И он тронул в сторону Мишкольцев. Через минуту до меня донеслось: "Ой ты, Галя, Галя молодая, чому ты не вмерла, як була малая!"
И тут я впервые понял: мои отношения с полещанами будут теперь складываться сложно, ох как сложно! До вчерашнего дня я был их земляком, внуком известной ругательницы бабки Серафимы, приехавшим на побывку после ранения. Я был вправе рассчитывать на симпатию и откровенность. От меня никто ничего не скрывал. Никто не находился от меня в зависимости, и сам я не зависел ни от кого. Со мной говорили в открытую, не хитря.
Вскоре песня про Галю стихла вдали. Я постоял, прислушиваясь: не едет ли кто со стороны Ожина. Но было тихо, и я, взвалив сидор на плечо, поковылял по усыпанной хвоей обочине. От Инши до Глухарев было километров восемнадцать. Впереди вставал вековой сосновый бор. Я оглянулся. Прощай, Инша, прощай, Ожин. Прощай, песчаный холм, господствующая высотка на никем не отмеченной границе.
Не знаю, случайно ли это произошло или в том было какое-то предзнаменование, но остановился я на передых в Шарой роще, километрах в пяти от Глухаров. Идти дальше уже не было сил. Не думая больше о бандюгах, я бросил на землю карабин, сидор и улегся рядом. Дело в том, что я не могу долго идти пешком – кишки начинают ныть. И так противно ноют, как будто в глубине тела тяжелые окованные жернова жуют новину. И с каждым шагом они все тяжелеют и тяжелеют.
Я лежал – и жернова постепенно замедляли свой ход, как в ветряном млыне, когда к вечерней зорьке стихает ветер. Лес снова вернулся на свое место, я стал замечать все, что окружало меня. Дубы в Шарой роще обступали петлявую дорогу нестройной толпой. Листья на них держались еще прочно, только сжелтелись слегка, и желуди устилали землю плотным слоем. Солнце уже угасло, светились только высокие легкие облака. Паутина, поднятая теплыми токами воздуха, теперь снова опускалась на землю, и я снял с лица несколько липучих легких нитей.
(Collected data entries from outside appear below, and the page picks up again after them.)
use crate::version;
use anyhow::Error;
use clap::Parser;
use serde::Deserialize;

#[derive(Parser, Debug)]
#[command(
    version,
    about = "Realtime notification sync client",
    long_about = version::get_version_info()
)]
pub struct Cli {
    #[clap(long, default_value = "notisync.toml")]
    pub conf: Option<String>,
    /// Account to watch; overrides the config file.
    #[clap(long)]
    pub account: Option<String>,
}

#[derive(Debug, Deserialize, Clone)]
pub struct Config {
    /// Base URL of the notification REST service.
    pub api_url: String,
    pub log_level: Option<String>,
    pub log_file: Option<String>,
    pub account: Option<String>,
    /// Page size of the snapshot pull.
    pub snapshot_limit: Option<usize>,
    pub connection: Option<ConnectionConfig>,
}

#[derive(Debug, Deserialize, Clone)]
pub struct ConnectionConfig {
    /// Push channel websocket URL.
    pub ws_url: String,
    pub max_reconnect_attempts: Option<u32>,
    pub backoff_base_ms: Option<u64>,
    pub backoff_max_ms: Option<u64>,
}

impl ConnectionConfig {
    pub fn max_reconnect_attempts(&self) -> u32 {
        self.max_reconnect_attempts.unwrap_or(5)
    }
    pub fn backoff_base_ms(&self) -> u64 {
        self.backoff_base_ms.unwrap_or(1000)
    }
    pub fn backoff_max_ms(&self) -> u64 {
        self.backoff_max_ms.unwrap_or(30_000)
    }
}

impl Default for ConnectionConfig {
    fn default() -> Self {
        Self {
            ws_url: "ws://127.0.0.1:8080/ws".to_string(),
            max_reconnect_attempts: None,
            backoff_base_ms: None,
            backoff_max_ms: None,
        }
    }
}

impl Default for Config {
    fn default() -> Self {
        Self {
            api_url: "http://127.0.0.1:8080".to_string(),
            log_level: Some("info".to_string()),
            log_file: None,
            account: None,
            snapshot_limit: None,
            connection: Some(ConnectionConfig::default()),
        }
    }
}

impl Config {
    pub fn load(path: &str) -> Result<Self, Error> {
        let config = toml::from_str(
            &std::fs::read_to_string(path).map_err(|e| anyhow::anyhow!("{}: {}", e, path))?,
        )?;
        Ok(config)
    }

    pub fn snapshot_limit(&self) -> usize {
        self.snapshot_limit.unwrap_or(50)
    }

    pub fn connection(&self) -> ConnectionConfig {
        self.connection.clone().unwrap_or_default()
    }
}

#[cfg(test)]
mod tests {
    use super::*;
    use std::io::Write;
    use tempfile::NamedTempFile;

    #[test]
    fn test_cli_definition() {
        use clap::CommandFactory;
        let cmd = Cli::command();
        cmd.clone().debug_assert();
        let long_about = cmd.get_long_about().map(|s| s.to_string()).unwrap_or_default();
        assert!(long_about.contains(env!("CARGO_PKG_VERSION")));
    }

    #[test]
    fn test_defaults() {
        let config = Config::default();
        assert_eq!(config.snapshot_limit(), 50);
        let conn = config.connection();
        assert_eq!(conn.max_reconnect_attempts(), 5);
        assert_eq!(conn.backoff_base_ms(), 1000);
        assert_eq!(conn.backoff_max_ms(), 30_000);
    }

    #[test]
    fn test_load_from_toml() {
        let mut file = NamedTempFile::new().unwrap();
        write!(
            file,
            r#"
api_url = "https://api.example.com"
account = "acc-1"
snapshot_limit = 20

[connection]
ws_url = "wss://push.example.com/ws"
max_reconnect_attempts = 3
backoff_base_ms = 500
"#
        )
        .unwrap();

        let config = Config::load(file.path().to_str().unwrap()).unwrap();
        assert_eq!(config.api_url, "https://api.example.com");
        assert_eq!(config.account.as_deref(), Some("acc-1"));
        assert_eq!(config.snapshot_limit(), 20);
        let conn = config.connection();
        assert_eq!(conn.ws_url, "wss://push.example.com/ws");
        assert_eq!(conn.max_reconnect_attempts(), 3);
        assert_eq!(conn.backoff_base_ms(), 500);
        assert_eq!(conn.backoff_max_ms(), 30_000);
    }
}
Какой-то запоздалый желудь сорвался с ветки над моей головой и, звонко ударившись о ствол карабина, отрикошетил в сторону. Майский жук, обманутый теплом бабьего лета, забился вдруг в ветвях. Звуки эти вновь насторожили меня. В гудении жука, таком непривычном для сентябрьской поры, в металлическом звоне карабина как будто звучало предостережение, призыв к какому-то очень важному воспоминанию.
Залитый кровью след упавшей косули, следы тяжелых армейских сапог? Нет-нет... Я обвел взглядом кудлатые огромные дубы, нависавшие надо мной как горы. Верхушки их еще светились слегка желто-розовым, а нижние, самые тяжелые и могучие ветви были темны. Остро запахло вечерней сыростью и прелым листом. Снова протрещал в ветвях желудь.
Я поднял голову. Надо мной нависал черный, обгоревший сук,– видно, когда-то молния ударила в дуб, но дерево оправилось, зеленые побеги скрыли черноту ожогов, и только один крюкастый сук тянулся из ветвей, как хищная птичья лапа.
И тут я вспомнил. Штебленок! Его повесили здесь, в Шарой роще, недалеко от дороги. Может быть, на этом самом суку. Я плохо знал Штебленка, видел его однажды, когда он заходил к бабке справиться, с какого это фронта я прибыл на побывку. Я показывал ему документы. Штебленок был мрачен, долговяз, то и дело кашлял; говорили, что долго ему не протянуть. Но умер он все-таки не своей смертью. Умер он оттого, что ему на шею накинули петлю и подтянули к суку.
Нельзя сказать, что Глухары тяжело переживали его смерть. За военные годы к смертям вообще притерпелись, а главное, Штебленок был пришлый человек, его специально назначили в помощь "ястребку" Попеленко, потому что одной из задач "ястребков" была борьба с самогоноварением, а в этом деле Попеленко был явно слабоват. Запах самогонки, особенно пшеничной, лишал его самообладания и мужества, это знали все. Но даже если бы Попеленко и не имел этой простительной, с точки зрения глухарчан, слабости, все равно ему не справиться было с местными самогонщиками, потому что все они приходились ему кумовьями, сватами, крестными и так далее. Говорили, что именно поэтому с белорусской стороны Полесья, из-за болот, прислали Штебленка.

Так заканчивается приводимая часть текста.